University of Caen Normandy

What makes an apex court’s judgment a ‘landmark’? For the past few years, I have been examining this concept together with a collective of amazing female scholars. Since the first symposium on landmark judgments in Commonwealth jurisdictions was hosted on the IACL-AIDC Blog in 2019, 21 constitutional landmark judgments from jurisdictions all around the world have been analyzed (here - Asia, here – Central and South America, and here – MENA region), contributing to a deductive approach to defining the concept of ‘landmark judgments’. In these symposia, the contributing scholars have chosen one landmark judgment from their jurisdiction to examine, analyzing the context and significance of the judgment as well as the judicial and scholarly debate provoked by it.  Because of the issues in question, the timing of the decision or because of the influential character of a given court, some landmark judgments can initiate a “ripple effect” (see Sahgal in this symposium) into the domestic legal system and contribute to global changes in the interpretation of significant constitutional questions. That is why, for the purpose of the upcoming symposium, the definition of landmark judgments that we have progressively established over the course of the last two years has been completed with a new element: the influence of the judgments outside their legal system. That element defines what we could call “global landmark judgments”, that can be used by foreign courts and scholarship as sources of inspiration – both to follow them as precedents and to reject them. Six scholars have accepted this challenge and joined the project for this new symposium: over the coming weeks Sanya Samtani, Rivka Weill, Sarah Katharina Stein, Nathalie des Rosiers, Rishika Sahgal and Simona Grossi will comment respectively on cases from South Africa, Israel, Germany, Canada, India and the United States. 

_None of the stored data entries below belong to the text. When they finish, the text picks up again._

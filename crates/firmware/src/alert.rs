//! Binary alert between the signal task and the audio task.
//!
//! Releasing an already-released alert has no further effect: any number of
//! detections before the audio task wakes produce exactly one pulse.

use embassy_sync::blocking_mutex::raw::CriticalSectionRawMutex;
use embassy_sync::signal::Signal;

/// Coalescing "play a beep" flag.
pub struct AlertSignal {
    signal: Signal<CriticalSectionRawMutex, ()>,
}

impl AlertSignal {
    /// An un-signalled alert.
    pub const fn new() -> Self {
        Self {
            signal: Signal::new(),
        }
    }

    /// Request one pulse. Never blocks.
    pub fn release(&self) {
        self.signal.signal(());
    }

    /// Wait until a pulse is requested and consume the request.
    pub async fn acquire(&self) {
        self.signal.wait().await;
    }

    /// `true` while a request is waiting to be consumed.
    pub fn is_pending(&self) -> bool {
        self.signal.signaled()
    }
}

impl Default for AlertSignal {
    fn default() -> Self {
        Self::new()
    }
}
//! Per-cycle spectral analysis of both coil channels.
//!
//! One processing cycle takes the half buffer that DMA has just completed and
//! runs:
//!
//! ```text
//! [SamplePair; 1024] ──demux──▶ tx_time, rx_time : [f32; 1024]
//!                    ──rfft───▶ [Complex32; 512] per channel (scratch, ephemeral)
//!                    ──polar──▶ tx_polar, rx_polar : [Polar; 512]
//!                    ──peak───▶ dominant bin (RX, above the guard band)
//! ```
//!
//! Magnitudes are divided by the transform length so levels do not depend on
//! it: a cosine of amplitude `A` centred on a bin reads `A / 2`.
//!
//! All arrays are fixed-size members of [`SignalProcessor`]; nothing is
//! allocated. The processor is about 20 KB and is meant to live in a static.

use microfft::Complex32;
use platform::{SamplePair, BIN_COUNT, FFT_LEN, HALF_BUFFER_LEN};

use crate::detector::Reading;

/// Bins `0..=GUARD_BINS` are never reported as dominant (DC and
/// low-frequency drift from coil motion).
pub const GUARD_BINS: usize = 10;

/// Magnitude/phase form of one frequency bin.
#[derive(Debug, Clone, Copy, PartialEq, Default)]
#[cfg_attr(feature = "defmt", derive(defmt::Format))]
pub struct Polar {
    /// Normalised magnitude, always `>= 0`.
    pub magnitude: f32,
    /// Phase in radians, `(-π, π]`.
    pub phase: f32,
}

impl Polar {
    /// Zero magnitude and phase, usable in `const` initialisers.
    pub const ZERO: Self = Self {
        magnitude: 0.0,
        phase: 0.0,
    };

    /// Polar form of one FFT output bin, normalised by the transform length.
    #[allow(clippy::cast_precision_loss)] // FFT_LEN = 1024 is exact in f32
    pub fn from_bin(bin: Complex32) -> Self {
        Self {
            magnitude: libm::sqrtf(bin.re * bin.re + bin.im * bin.im) / FFT_LEN as f32,
            phase: libm::atan2f(bin.im, bin.re),
        }
    }
}

/// Result of one processing cycle.
#[derive(Debug, Clone, Copy, PartialEq)]
#[cfg_attr(feature = "defmt", derive(defmt::Format))]
pub struct CycleOutput {
    /// Dominant RX bin, `0` when nothing rose above zero past the guard band.
    pub dominant_bin: usize,
    /// Detector input taken at `dominant_bin`.
    pub reading: Reading,
}

/// Signal processing state: time-domain working arrays, a transform scratch
/// buffer, and the polar form of both channels.
///
/// The polar arrays persist until the next cycle overwrites them.
pub struct SignalProcessor {
    tx_time: [f32; FFT_LEN],
    rx_time: [f32; FFT_LEN],
    scratch: [f32; FFT_LEN],
    tx_polar: [Polar; BIN_COUNT],
    rx_polar: [Polar; BIN_COUNT],
}

impl SignalProcessor {
    /// Create a processor with all arrays zeroed.
    ///
    /// `const` so the processor can be placed in a static without a runtime
    /// initialiser or a stack temporary.
    pub const fn new() -> Self {
        Self {
            tx_time: [0.0; FFT_LEN],
            rx_time: [0.0; FFT_LEN],
            scratch: [0.0; FFT_LEN],
            tx_polar: [Polar::ZERO; BIN_COUNT],
            rx_polar: [Polar::ZERO; BIN_COUNT],
        }
    }

    /// Demultiplex one half buffer into the per-channel working arrays.
    pub fn load_samples(&mut self, samples: &[SamplePair; HALF_BUFFER_LEN]) {
        for ((pair, tx), rx) in samples
            .iter()
            .zip(self.tx_time.iter_mut())
            .zip(self.rx_time.iter_mut())
        {
            *tx = f32::from(pair.tx);
            *rx = f32::from(pair.rx);
        }
    }

    /// Transform both channels, fill the polar arrays, and return the
    /// dominant RX bin.
    pub fn perform_fft(&mut self) -> usize {
        transform_into(&self.tx_time, &mut self.scratch, &mut self.tx_polar);
        transform_into(&self.rx_time, &mut self.scratch, &mut self.rx_polar);
        dominant_bin(&self.rx_polar)
    }

    /// Detector input at `bin`: RX magnitude and phase, TX phase.
    ///
    /// Out-of-range bins read as silence.
    pub fn reading_at(&self, bin: usize) -> Reading {
        let rx = self.rx_polar.get(bin).copied().unwrap_or_default();
        let tx = self.tx_polar.get(bin).copied().unwrap_or_default();
        Reading {
            tx_phase: tx.phase,
            rx_magnitude: rx.magnitude,
            rx_phase: rx.phase,
        }
    }

    /// Run a full cycle over one half buffer.
    pub fn process(&mut self, samples: &[SamplePair; HALF_BUFFER_LEN]) -> CycleOutput {
        self.load_samples(samples);
        let dominant_bin = self.perform_fft();
        CycleOutput {
            dominant_bin,
            reading: self.reading_at(dominant_bin),
        }
    }

    /// TX coil samples of the last loaded half buffer.
    pub fn tx_time(&self) -> &[f32; FFT_LEN] {
        &self.tx_time
    }

    /// RX coil samples of the last loaded half buffer.
    pub fn rx_time(&self) -> &[f32; FFT_LEN] {
        &self.rx_time
    }

    /// TX polar form from the last transform.
    pub fn tx_polar(&self) -> &[Polar; BIN_COUNT] {
        &self.tx_polar
    }

    /// RX polar form from the last transform.
    pub fn rx_polar(&self) -> &[Polar; BIN_COUNT] {
        &self.rx_polar
    }
}

impl Default for SignalProcessor {
    fn default() -> Self {
        Self::new()
    }
}

/// Real FFT of `time` (via `scratch`) into `polar`.
fn transform_into(
    time: &[f32; FFT_LEN],
    scratch: &mut [f32; FFT_LEN],
    polar: &mut [Polar; BIN_COUNT],
) {
    scratch.copy_from_slice(time);
    let spectrum = microfft::real::rfft_1024(scratch);
    // microfft packs the Nyquist term into bin 0's imaginary part.
    if let Some(dc) = spectrum.first_mut() {
        dc.im = 0.0;
    }
    for (out, bin) in polar.iter_mut().zip(spectrum.iter()) {
        *out = Polar::from_bin(*bin);
    }
}

/// Index of the strongest bin above the guard band.
///
/// Only a strictly greater magnitude replaces the current best, so ties keep
/// the lowest index; a spectrum that never rises above zero past the guard
/// band yields `0`.
pub fn dominant_bin(polar: &[Polar]) -> usize {
    let mut best_index = 0;
    let mut best_magnitude = 0.0_f32;
    for (index, bin) in polar.iter().enumerate().skip(GUARD_BINS + 1) {
        if bin.magnitude > best_magnitude {
            best_magnitude = bin.magnitude;
            best_index = index;
        }
    }
    best_index
}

Why Global Landmark Judgments? 

The choice of this new angle for the ‘Constitutional Landmark Judgments project’ was motivated by the realization that not all courts are equal in terms of global influence and that some landmark judgments are influential far beyond their national borders. Supreme courts with a long existence, an established judicial tradition and extensive case law have had more occasions to influence the jurisprudence of other courts, outside their legal system. Courts in countries which are usually looked at in comparative constitutional law, that are frequently commented and cited, have also more reasons to be influential than others (and for this reason are called the “usual suspects”). If the initial choice of courts has followed an intuition of what those influential courts might be, the symposium shows that the substantive content of a judgment has a major role in the global influence exerted by courts: when dealing with common constitutional problems, shared by other systems, a court is more likely to be used as a source of inspiration elsewhere. For example, courts dealing with the normative interaction between national and supranational legal orders might be particularly influential. 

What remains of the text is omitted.